Proposal: What should newspapers be?

I noticed the relevant BBQ Pit thread, which wasn’t very pitworthy, and thought I’d put a hopefully more constructive note here.

Newspapers, in the old form, are dying. Not every, but in many places. Oddly enough, they are dying, IMHO, of their own success.

Once upon a time, newspapers were almost perfect commodities. You might have several in a small city, and many more in a large one (Berlin famously once had around 6 major newsrags, and God-knows-how-many lessers). These were smaller, more focused newspapers, who sold aggressively out and about town. Newsboys hawked papers because you made sales by going to the people.

Over time, papers bought up each other and constantly tried to expand their sections. The concept of a huge “global paper” like USA Today, or even the London Times or New York Times, is a fairly new invention. Even the city-based daily is pretty new, a result of expansion and competition out. The problem is that the expansion over time stopped a lot of alternative voices out there, and the journalists became as comfortable as the people they supposedly afflicted. They got very, very politically “set”. Journalists have very little diversity of opinion. More and more are shutting down foreign offices and doing less and less news and more opinion, and mixing the two.

That was survivable as long as people had no other choice. The first guns off the bow was TV news, but that wasn’t a huge, because it was often folded into the same organizations or used the same sources as the newspapers, and couldn’t deliver the same amount of content. But that was only the first threat.

The internet was the next big one, and it was a doozy, and it’s not just killing newspapers, it’s butchering them. Local people can create news items and deliver them worldwide on demand. You can get dozens of alternative views of the same subject. Even if you don’t go looking for it, you are much more likely to find diversity of opinion. “Professional news” may be more likely to expose people to views they disagree with, but only on a shallow and unengaging level, and it’s only a different orthodoxy.

But how could they survive?

My proposal is simple: The Kindle. I wouldn’t want to buy books on it. That defeats the purpose of a book, and the books will last a heck of a lot longer than a Kindle and subscriptions. But what about news items? Perfect!

A Kindle, or similar device, can accept cellular delivery of news from several sources anywhere in the world. I can buy my local news and national news as I prefer, and take it when I please.

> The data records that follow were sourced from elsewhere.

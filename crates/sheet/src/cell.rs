//! Text coercion for spreadsheet cell values.
//!
//! Tables only ever hold text, so every workbook value is rendered to its
//! string form as soon as it is read.

use calamine::Data;

/// Render a float the way a spreadsheet user expects to see it typed:
/// integral values without a fractional part, others in shortest round-trip form.
pub(crate) fn number_text(f: f64) -> String {
    if f.is_finite() && f.fract() == 0.0 && f.abs() < 1e15 {
        format!("{}", f as i64)
    } else {
        f.to_string()
    }
}

/// Convert a calamine value to cell text
pub(crate) fn data_to_text(data: &Data) -> String {
    match data {
        Data::Empty => String::new(),
        Data::Bool(b) => b.to_string(),
        Data::Int(i) => i.to_string(),
        Data::Float(f) => number_text(*f),
        Data::String(s) => s.clone(),
        // Excel stores dates as days since 1899-12-30
        Data::DateTime(dt) => number_text(dt.as_f64()),
        Data::DateTimeIso(s) => s.clone(),
        Data::DurationIso(s) => s.clone(),
        Data::Error(e) => e.to_string(),
    }
}

#[cfg(test)]
mod tests {
    #![allow(clippy::approx_constant)]
    use super::*;

    #[test]
    fn test_number_text() {
        assert_eq!(number_text(42.0), "42");
        assert_eq!(number_text(-3.0), "-3");
        assert_eq!(number_text(3.14), "3.14");
        assert_eq!(number_text(0.1 + 0.2), "0.30000000000000004");
        assert_eq!(number_text(f64::NAN), "NaN");
    }

    #[test]
    fn test_data_to_text() {
        assert_eq!(data_to_text(&Data::Empty), "");
        assert_eq!(data_to_text(&Data::Bool(true)), "true");
        assert_eq!(data_to_text(&Data::Int(7)), "7");
        assert_eq!(data_to_text(&Data::Float(90.0)), "90");
        assert_eq!(data_to_text(&Data::Float(2.5)), "2.5");
        assert_eq!(data_to_text(&Data::String(" padded ".to_string())), " padded ");
        assert_eq!(
            data_to_text(&Data::DateTimeIso("2024-01-31T00:00:00".to_string())),
            "2024-01-31T00:00:00"
        );
        assert_eq!(
            data_to_text(&Data::Error(calamine::CellErrorType::Div0)),
            "#DIV/0!"
        );
    }
}
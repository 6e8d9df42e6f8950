//! Post-processing shared by every raw table source.
//!
//! Both the delimited-text parser and the spreadsheet normalizer produce raw
//! rows of text and hand them to [`into_table`], so header extraction and
//! row-width reconciliation behave the same regardless of where the data came
//! from. Each source supplies its own notion of a blank row.

use crate::table::TableData;

/// A scanned text line is empty when it has no fields, or a single field of
/// whitespace. Lines such as `,,` are data.
pub(crate) fn is_empty_line(row: &[String]) -> bool {
    match row {
        [] => true,
        [only] => only.trim().is_empty(),
        _ => false,
    }
}

/// A spreadsheet row is blank when it has no cells or every cell is whitespace.
pub(crate) fn is_blank_row(row: &[String]) -> bool {
    row.iter().all(|cell| cell.trim().is_empty())
}

/// Truncate or pad a row with empty cells to exactly `width` cells.
pub(crate) fn reconcile_row(mut row: Vec<String>, width: usize) -> Vec<String> {
    row.resize(width, String::new());
    row
}

/// Drop rows matching `is_blank`, split off the header row and reconcile the rest.
pub(crate) fn into_table<I, F>(raw_rows: I, is_blank: F) -> TableData
where
    I: IntoIterator<Item = Vec<String>>,
    F: Fn(&[String]) -> bool,
{
    let mut rows = raw_rows.into_iter().filter(|row| !is_blank(row));

    let Some(headers) = rows.next() else {
        return TableData::empty();
    };

    // TableData::new reconciles widths
    let table = TableData::new(headers, rows.collect());
    tracing::debug!(
        columns = table.col_count(),
        rows = table.row_count(),
        "sanitized table"
    );
    table
}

Moreover, it will probably have good effects on newspaper composition. While the Kindle does aspire to a book-like interface, people making media for it will probably try for shorter articles. They’d want to aim for a greater audience of a growing medium (and hence leave bias at the door). Even if not, it’ll be easier to get into the business and win marketshare based on quality production.

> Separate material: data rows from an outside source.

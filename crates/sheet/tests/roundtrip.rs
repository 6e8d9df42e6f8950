use proptest::prelude::*;
use vlookup_sheet::{JoinSpec, TableData, NOT_FOUND};

/// Cells drawn from characters that exercise quoting.
fn cell() -> impl Strategy<Value = String> {
    proptest::string::string_regex("[a-z0-9 ,\"\n\r]{0,8}").unwrap()
}

/// Tables of any shape, all-empty rows included, except single-column rows
/// holding only whitespace: those read back as empty lines.
fn table() -> impl Strategy<Value = TableData> {
    (1usize..5).prop_flat_map(|width| {
        (row(width), prop::collection::vec(row(width), 0..6))
            .prop_map(|(headers, rows)| TableData::new(headers, rows))
    })
}

fn row(width: usize) -> impl Strategy<Value = Vec<String>> {
    prop::collection::vec(cell(), width).prop_filter(
        "single blank cell reads as an empty line",
        |r| r.len() > 1 || !r[0].trim().is_empty(),
    )
}

proptest! {
    #[test]
    fn serialize_then_parse_is_identity(t in table()) {
        let text = t.to_csv_string().unwrap();
        prop_assert_eq!(TableData::from_csv_str(&text), t);
    }

    #[test]
    fn output_never_ends_with_line_break(t in table()) {
        let text = t.to_csv_string().unwrap();
        prop_assert!(!text.ends_with('\n'));
    }

    #[test]
    fn parsed_rows_match_header_width(text in "[a-c,\"\r\n ]{0,40}") {
        let t = TableData::from_csv_str(&text);
        prop_assert!(t.rows().iter().all(|r| r.len() == t.col_count()));
    }

    #[test]
    fn join_preserves_left_rows(
        keys in prop::collection::vec("[a-d]", 0..20),
        right_keys in prop::collection::vec("[a-d]", 0..10),
    ) {
        let mut left = vec![vec!["k".to_string(), "n".to_string()]];
        left.extend(keys.iter().enumerate().map(|(i, k)| vec![k.clone(), i.to_string()]));
        let mut right = vec![vec!["k".to_string(), "v".to_string()]];
        right.extend(right_keys.iter().enumerate().map(|(i, k)| vec![k.clone(), i.to_string()]));

        let left = TableData::from_data(left);
        let right = TableData::from_data(right);
        let merged = left.vlookup(&right, &JoinSpec::new("k", "k", "v")).unwrap();

        prop_assert_eq!(merged.row_count(), left.row_count());
        for (out, key) in merged.rows().iter().zip(&keys) {
            // last right row with this key, if any
            let expected = right_keys
                .iter()
                .rposition(|k| k == key)
                .map_or_else(|| NOT_FOUND.to_string(), |i| i.to_string());
            prop_assert_eq!(&out[2], &expected);
        }
    }
}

You need to address the issue of revenue, and how a Kindle-based newspaper would generate some. The Kindle is hardly unique as a device that can get hold of content from around the world, and most of the many current ones get it at little or no cost. So what would make people likely to pay substantial subscription fees, when they have thus far largely rejected these?

Of course, existing newspapers have long depended on advertising revenues for a large fraction of their income. How will that work with a Kindlepaper? I don’t know of any strong sentiment that it’s worth paying a lot to distribute ads that way. Classified ads definitely work better when indexable and searchable, but Craig’s List is already doing a good job of this for next to nothing.

There may be some potential to this approach, but it doesn’t look to be a slam dunk in terms of financial viability.

I personally still enjoy getting the paper. I may browse to CNN or Yahoo to glance at the headlines and read a story or two, but I don’t read every story I come across. My newspaper has many more stories than I would come across online. I enjoy reading more in-depth stories of what I may have glanced at online. I enjoy reading the local news items. There is still a lot I like about the newspaper.

What I think we’ll see emerge is a few national papers (a-la USA Today) that get bundled with your local paper. Your local newspaper office will become strictly about local issues. So you may get the NY Times national edition with a section or two for your local issues like city council, school board, school scores, etc. Perhaps you could even select which national edition you want bundled with your paper.

I think it’s a poor use of resources for my local paper to put together sections for national/world news, sports, entertainment, etc. By focusing only on local issues, they will need fewer resources. They wouldn’t even need to include the local section 7 days a week.

By having the big papers get bigger, they’ll be able to afford to pay reporters around the world. By having small papers get smaller, they can focus on the local issues. I think this is the way papers will survive with shrinking ad revenue.

People do pay for newspapers. IMHO, the basic and unstoppable reasons that papers have declined is the decline of useful news and the omnipresence of bias. But see below.

I don’t know if the Kindle supports ads (or if the licensing prohibits it), but presumably it could. If not now, then later.

What builds from this is an almost-free paper (with a nominal fee or none at all). You can build general-purpose advertising revenue, that increases with the user base. Users will be more likely, I think, to take note of such ads, so those wanting them will pay more (a premium over web-equivalent). It probably won’t provide classifieds, but it can do serious stories in a very light format.

No, it’s not a slam-dunk, but I think the business model could be built and continue.